In 2024 I finished my Bachelor’s studies at Technical University of Cluj-Napoca. My diploma project is intitulated Visual-Inertial Odometry based on lane-detection of an autonomous vehicle with constant speed.
Motivation
- I chose this project because of Steven Gong and his experience at F1Tenth; an autonomous racing contest for 1:10 RC Cars.
- Another inspiration for this project was also SPOT by Boston Dynamics. The main attraction was the Real-Time SLAM algorithm it could execute.
Introduction
What is sensor fusion and odometry?
Sensor fusion is collecting and integrating data from multiple sensors in order to get a better understanding of the process that we’re monitoring than if it came from a single source.
Odometry is transforming data coming from sensors that give movement or displacement in order to estimate the ego’s change in position over time.

Why constant speed?
“The linear acceleration signal typically cannot be integrated to recover velocity, or double-integrated to recover position. The error typically becomes larger than the signal within less than 1 second if other sensor sources are not used to compensate this integration error.” - BNO055 documentation
This right here shows that for 100 [seconds] and a 1 [mg] constant of noise there are 49 [meters] of false displacement. My setup did not allow me to add different movement sensors and so I considered constant speed because the BLDC Motor was in a close loop with the ESC, assuring a Adaptive Cruise Control behaviour.
I will further touch on the connections between the components that I used:

- control of the servomotor and the BLDC Motor,
- Inertial Odometry
- Kalman Filter
and the Raspberry Pi 4B executed all of the perception algorithms:
- Lane-Detection
- Visual Odometry
Control of the servomotor in closed-loop
The main goal of this was to position the ego on the middle of the lane. As error; it would always get the lateral error in [cm] to the middle line generated by the lane-detection algorithm. The proposed control loop was Proportional-Derivative as it gave the best results when testing.
Kinematic Model
In order to get displacement; I needed a Kinematic Model. It was very simplified; as in decomposing the speed vector in the X and Y axis by using the cosinus and sinus trigonometrical functions. The Yaw was updated through a common technique found in the Bicycle Kinematic Model. I can use these formulas because of the constant speed.
Kalman Filter
It performs the fusion of the two sensors, resulting in visual-inertial odometry
Since the Kalman Filter considers linear processes and this process is clearly nonlinear (trigonometric functions), I can say that I have performed a point-by-point linearization so that the value is considered constant for the entire duration of 100 [ms].
Since this application only approached the Yaw Rate fusion, this Kalman Filter is of 1st order!
I think these next two pictures can perfectly explain the way I implemented the Kalman Filter:


The formula used for the Kalman Gain (for 1st order) is:
It tells which phase should get more credibility - the prediction or the update.
The results I achieved
In order to test the final algorithm I had three circuits at my disposal. One offered to me by the team that organizes the contest in which this car is actually used - Bosch Future Mobility Challenge, one with the shape of letter "S" and one with a circular shape.
This being covered, here are my results:


Here I wanted to test the ability of the camera to see two 90 degree' corners one after another. The threshold I used was 7 in order to amplify the corners and as you can see the straight line portion was sacrificed.

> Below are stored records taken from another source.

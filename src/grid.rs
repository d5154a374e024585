//! Raster grid for infill and support.
//!
//! The regioner hands the pather *ranges*: per raster line, the intervals
//! that lie inside the region to fill. [`Grid`] owns the raster line
//! coordinates; [`Grid::paths_from_ranges`] turns ranges into open paths
//! along the requested axis, serpentining so consecutive lines alternate
//! direction and the print head never sweeps back across the part.

use crate::geometry::{OpenPath, Point2};
use serde::{Deserialize, Serialize};

/// A closed interval on one raster line.
#[derive(Clone, Copy, Debug, Default, PartialEq, Serialize, Deserialize)]
pub struct ScalarRange {
    pub min: f64,
    pub max: f64,
}

impl ScalarRange {
    /// Create a range; `min` and `max` are not reordered.
    #[inline]
    pub fn new(min: f64, max: f64) -> Self {
        Self { min, max }
    }

    /// Interval length.
    #[inline]
    pub fn span(&self) -> f64 {
        self.max - self.min
    }
}

/// Per-line fill intervals for one region, both raster orientations.
///
/// `x_rays[i]` holds the x intervals on the line `y = grid.y_values()[i]`
/// (deposition runs along X); `y_rays[i]` holds the y intervals on the line
/// `x = grid.x_values()[i]`.
#[derive(Clone, Debug, Default, PartialEq, Serialize, Deserialize)]
pub struct GridRanges {
    pub x_rays: Vec<Vec<ScalarRange>>,
    pub y_rays: Vec<Vec<ScalarRange>>,
}

impl GridRanges {
    /// Check that no line carries any interval.
    pub fn is_empty(&self) -> bool {
        self.x_rays.iter().all(Vec::is_empty) && self.y_rays.iter().all(Vec::is_empty)
    }
}

/// Raster line coordinates shared by every layer of a print.
#[derive(Clone, Debug, Default, PartialEq, Serialize, Deserialize)]
pub struct Grid {
    x_values: Vec<f64>,
    y_values: Vec<f64>,
}

impl Grid {
    /// Create a grid from explicit line coordinates.
    pub fn new(x_values: Vec<f64>, y_values: Vec<f64>) -> Self {
        Self { x_values, y_values }
    }

    /// Create a uniform grid covering `[min, max]` at `spacing`.
    pub fn uniform(min: Point2, max: Point2, spacing: f64) -> Self {
        assert!(spacing > 0.0, "grid spacing must be positive");
        let axis = |lo: f64, hi: f64| {
            let mut values = Vec::new();
            let mut v = lo;
            while v <= hi {
                values.push(v);
                v += spacing;
            }
            values
        };
        Self {
            x_values: axis(min.x, max.x),
            y_values: axis(min.y, max.y),
        }
    }

    /// Column coordinates (lines running along Y).
    #[inline]
    pub fn x_values(&self) -> &[f64] {
        &self.x_values
    }

    /// Row coordinates (lines running along X).
    #[inline]
    pub fn y_values(&self) -> &[f64] {
        &self.y_values
    }

    /// Rasterize `ranges` into open paths.
    ///
    /// `direction == true` deposits along X (using `x_rays`), `false` along Y
    /// (using `y_rays`). Alternate emitted lines are reversed so travel
    /// between lines stays short.
    pub fn paths_from_ranges(
        &self,
        ranges: &GridRanges,
        direction: bool,
        out: &mut Vec<OpenPath>,
    ) {
        let mut flip = false;
        if direction {
            for (i, line) in ranges.x_rays.iter().enumerate() {
                let Some(&y) = self.y_values.get(i) else { break };
                for range in line {
                    let (from, to) = if flip {
                        (range.max, range.min)
                    } else {
                        (range.min, range.max)
                    };
                    out.push(OpenPath::from_points([
                        Point2::new(from, y),
                        Point2::new(to, y),
                    ]));
                    flip = !flip;
                }
            }
        } else {
            for (i, line) in ranges.y_rays.iter().enumerate() {
                let Some(&x) = self.x_values.get(i) else { break };
                for range in line {
                    let (from, to) = if flip {
                        (range.max, range.min)
                    } else {
                        (range.min, range.max)
                    };
                    out.push(OpenPath::from_points([
                        Point2::new(x, from),
                        Point2::new(x, to),
                    ]));
                    flip = !flip;
                }
            }
        }
    }
}
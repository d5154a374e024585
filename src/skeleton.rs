//! Regioner-facing input types.
//!
//! The regioner (outline extraction, inset offsetting, infill area
//! computation) is upstream of this crate; the pather consumes its output in
//! the form below. Everything derives serde so a skeleton can be captured to
//! a file and replayed through the CLI.

use crate::geometry::{Loop, OpenPath};
use crate::grid::GridRanges;
use serde::{Deserialize, Serialize};

/// The per-layer geometric decomposition produced by the regioner.
#[derive(Clone, Debug, Default, Serialize, Deserialize)]
pub struct LayerRegions {
    /// Slice index this layer belongs to.
    pub index: usize,
    /// Model outline loops.
    pub outline_loops: Vec<Loop>,
    /// Support region outline loops.
    pub support_loops: Vec<Loop>,
    /// Nested shell loops per depth, outermost depth first.
    pub inset_loops: Vec<Vec<Loop>>,
    /// Open shell paths per depth for regions too narrow to close.
    pub spur_paths: Vec<Vec<OpenPath>>,
    /// Infill raster ranges.
    pub infill: GridRanges,
    /// Support raster ranges.
    pub support: GridRanges,
}

impl LayerRegions {
    /// Create empty regions for slice `index`.
    pub fn new(index: usize) -> Self {
        Self {
            index,
            ..Self::default()
        }
    }

    /// The innermost non-empty shell ring.
    ///
    /// These loops bound the region interior; when no infill will be printed
    /// inside them they double as travel boundaries.
    pub fn interior_loops(&self) -> &[Loop] {
        self.inset_loops
            .iter()
            .rev()
            .find(|depth| !depth.is_empty())
            .map(Vec::as_slice)
            .unwrap_or(&[])
    }
}

/// All layers of a print, in slice order.
#[derive(Clone, Debug, Default, Serialize, Deserialize)]
pub struct Skeleton {
    pub layers: Vec<LayerRegions>,
}

impl Skeleton {
    /// Create an empty skeleton.
    pub fn new() -> Self {
        Self::default()
    }

    /// Number of layers.
    pub fn len(&self) -> usize {
        self.layers.len()
    }

    /// Check for emptiness.
    pub fn is_empty(&self) -> bool {
        self.layers.is_empty()
    }
}

#[cfg(test)]
mod tests {
    use super::*;
    use crate::geometry::Point2;

    fn square(size: f64) -> Loop {
        Loop::new(vec![
            Point2::new(0.0, 0.0),
            Point2::new(size, 0.0),
            Point2::new(size, size),
            Point2::new(0.0, size),
        ])
    }

    #[test]
    fn test_interior_loops_pick_innermost() {
        let mut regions = LayerRegions::new(0);
        assert!(regions.interior_loops().is_empty());

        regions.inset_loops = vec![vec![square(10.0)], vec![square(9.0)], Vec::new()];
        let interior = regions.interior_loops();
        assert_eq!(interior.len(), 1);
        assert_eq!(interior[0], square(9.0));
    }
}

Normally, the IMU's performances should decrease in time and here I was pleasantly surprised to see that it's absolute orientation property could hold on even on longer tracks. Also, the camera held on pretty well in recreating the initial shape of the circuit.

These are probably the most satisfying results I succeeded to collect. Sure, the distance was fairly smaller in comparison with the ones above but I would call these results pretty close to being 1:1. In all these 3 cases the Kalman Gain (K) was ≈ 0.5 so the final result should of course be the mean.
Also, I want to point out that the camera is a sensor that is heavily influenced by environmental factors such as lightning or it’s angle, etc. So when I can control these variables I can get the most out of it.

In this particular case I wanted to implement a Loop Closure algorithm based on Pose Graphs. Sadly I did not have time to finish it but it would be the first thing I would try to do if I were to start this project again. Maybe I will but now I really want to approach other topics.
Possible issues and bad results
I want to dedicate a small section of this topic to the things that could go wrong with a visual-inertial approach. Firstly, I’ve already mentioned that the camera is a sensor that is highly sensitive to environmental factors such as lightning and angle. In the pictures below, in the first you can see what bad lightning does to the image and how bad it can affect it’s results in the second one. So; if the initial estimation of the camera is bad then it will ruin the whole run, no matter if the next ones are good.
To my surprise, the BNO055 absolute orientation sensor did not fail me at all but then again, I did not have runs longer than 5 minutes. Of course, with time it is destined to suffer drift as well. This is where the loop closure would benefit both downsides.


What would follow?
I would try to implement a SLAM algorithm and I would definitely start with the loop-closure algorithm.